Under the rule, states will be required to create home care and rate-setting advisory boards made up of Medicaid beneficiaries, home care workers and others to advise states on provider payment rates and worker compensation.
“Higher wages will likely reduce turnover, leading to high quality of care for older adults and people with disabilities across the nation, as studies have shown,” the White House said in a statement.
The National Association for Home Care and Hospice said the rule could result in providers closing their business or exiting Medicaid.
“NAHC remains committed to overturning this devastating policy and instead advocating for more feasible and rational policies that address the root causes of low worker compensation,” Bill Dombi, the association’s president, said in a statement.

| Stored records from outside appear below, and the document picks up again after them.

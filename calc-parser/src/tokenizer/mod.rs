pub mod token;

use calc_error::Error;
use crate::parser::error::kind::InvalidToken;
use logos::{Lexer, Logos};
pub use token::{Token, TokenKind};

/// Returns an iterator over the token kinds produced by the tokenizer.
pub fn tokenize(input: &str) -> Lexer<TokenKind> {
    TokenKind::lexer(input)
}

/// Returns an owned array containing all of the tokens produced by the tokenizer.
///
/// Returns an error pointing at the first character that does not begin any token.
pub fn tokenize_complete(input: &str) -> Result<Box<[Token]>, Error> {
    let mut lexer = tokenize(input);
    let mut tokens = Vec::new();

    while let Some(result) = lexer.next() {
        let span = lexer.span();
        match result {
            Ok(kind) => tokens.push(Token {
                span,
                kind,
                lexeme: lexer.slice(),
            }),
            Err(()) => {
                let found = lexer.slice().chars().next().unwrap_or_default();
                return Err(Error::new(vec![span.clone()], InvalidToken {
                    index: input[..span.start].chars().count(),
                    found,
                }));
            },
        }
    }

    Ok(tokens.into_boxed_slice())
}

#[cfg(test)]
mod tests {
    use calc_error::ErrorCategory;
    use super::*;

    /// Compares the tokens produced by the tokenizer to the raw expected tokens.
    fn compare_tokens<'source, const N: usize>(input: &'source str, expected: [(TokenKind, &'source str); N]) {
        let mut lexer = tokenize(input);

        for (expected_kind, expected_lexeme) in expected.into_iter() {
            assert_eq!(lexer.next(), Some(Ok(expected_kind)));
            assert_eq!(lexer.slice(), expected_lexeme);
        }

        assert_eq!(lexer.next(), None);
    }

    #[test]
    fn basic_expr() {
        compare_tokens(
            "1 + 2",
            [
                (TokenKind::Decimal, "1"),
                (TokenKind::Add, "+"),
                (TokenKind::Decimal, "2"),
            ],
        );
    }

    #[test]
    fn radix_literals() {
        compare_tokens(
            "3x - 0xff + 0b101 * 0B0000111",
            [
                (TokenKind::Decimal, "3"),
                (TokenKind::Name, "x"),
                (TokenKind::Sub, "-"),
                (TokenKind::Hex, "0xff"),
                (TokenKind::Add, "+"),
                (TokenKind::Bin, "0b101"),
                (TokenKind::Mul, "*"),
                (TokenKind::Bin, "0B0000111"),
            ],
        );
    }

    #[test]
    fn scientific_notation() {
        compare_tokens(
            "(2.0e2) * .5 / 5E7 + 1e-3",
            [
                (TokenKind::OpenParen, "("),
                (TokenKind::Decimal, "2.0e2"),
                (TokenKind::CloseParen, ")"),
                (TokenKind::Mul, "*"),
                (TokenKind::Decimal, ".5"),
                (TokenKind::Div, "/"),
                (TokenKind::Decimal, "5E7"),
                (TokenKind::Add, "+"),
                (TokenKind::Decimal, "1e-3"),
            ],
        );
    }

    #[test]
    fn longest_operator_wins() {
        compare_tokens(
            "a // b ** c == d != e <= f >= g",
            [
                (TokenKind::Name, "a"),
                (TokenKind::IntDiv, "//"),
                (TokenKind::Name, "b"),
                (TokenKind::Exp, "**"),
                (TokenKind::Name, "c"),
                (TokenKind::Eq, "=="),
                (TokenKind::Name, "d"),
                (TokenKind::NotEq, "!="),
                (TokenKind::Name, "e"),
                (TokenKind::LessEq, "<="),
                (TokenKind::Name, "f"),
                (TokenKind::GreaterEq, ">="),
                (TokenKind::Name, "g"),
            ],
        );
    }

    #[test]
    fn derivative_markers() {
        compare_tokens(
            "f''(x_1)",
            [
                (TokenKind::Name, "f"),
                (TokenKind::Quote, "'"),
                (TokenKind::Quote, "'"),
                (TokenKind::OpenParen, "("),
                (TokenKind::Name, "x_1"),
                (TokenKind::CloseParen, ")"),
            ],
        );
    }

    #[test]
    fn number_values() {
        let tokens = tokenize_complete("0x1F 0b101 .25 1E3").unwrap();
        let values = tokens.iter().map(|t| t.number_value().unwrap()).collect::<Vec<_>>();
        assert_eq!(values, vec![31.0, 5.0, 0.25, 1000.0]);
    }

    #[test]
    fn invalid_token() {
        let err = tokenize_complete("1 + $").unwrap_err();
        assert_eq!(err.category(), ErrorCategory::Token);
        assert_eq!(err.to_string(), "TokenError: invalid token at char 4 ($).");

        let err = tokenize_complete("2\t* é").unwrap_err();
        assert_eq!(err.message(), "invalid token at char 4 (é)");
    }
}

LeadingAge, which represents nonprofit home care companies, said the rule could be difficult for providers to execute.
"[T]he lack of infrastructure for collecting and reporting out accurate information, of financing to support added resource needs, and of data to ensure that the dollars are being distributed as intended, will decrease access to care," LeadingAge President and CEO Katie Smith Sloan said in a statement.
Home care companies argued the rule could make it difficult to operate in states with low Medicaid reimbursements. Addus HomeCare CEO Dirk Allison said last year the company might pull out of states with low Medicaid payments and grow in others where Medicaid rates are higher. Addus provides home care and hospice services in 22 states.
Some large providers have been exiting home care. Last month, Charlotte, North Carolina-based Advocate Health sold personal care unit Senior Helpers to Chicago private equity firm Waus Capital Partners for an undisclosed sum. Home health and hospice company Amedisys sold its personal care business to HouseWorks last year $50 million.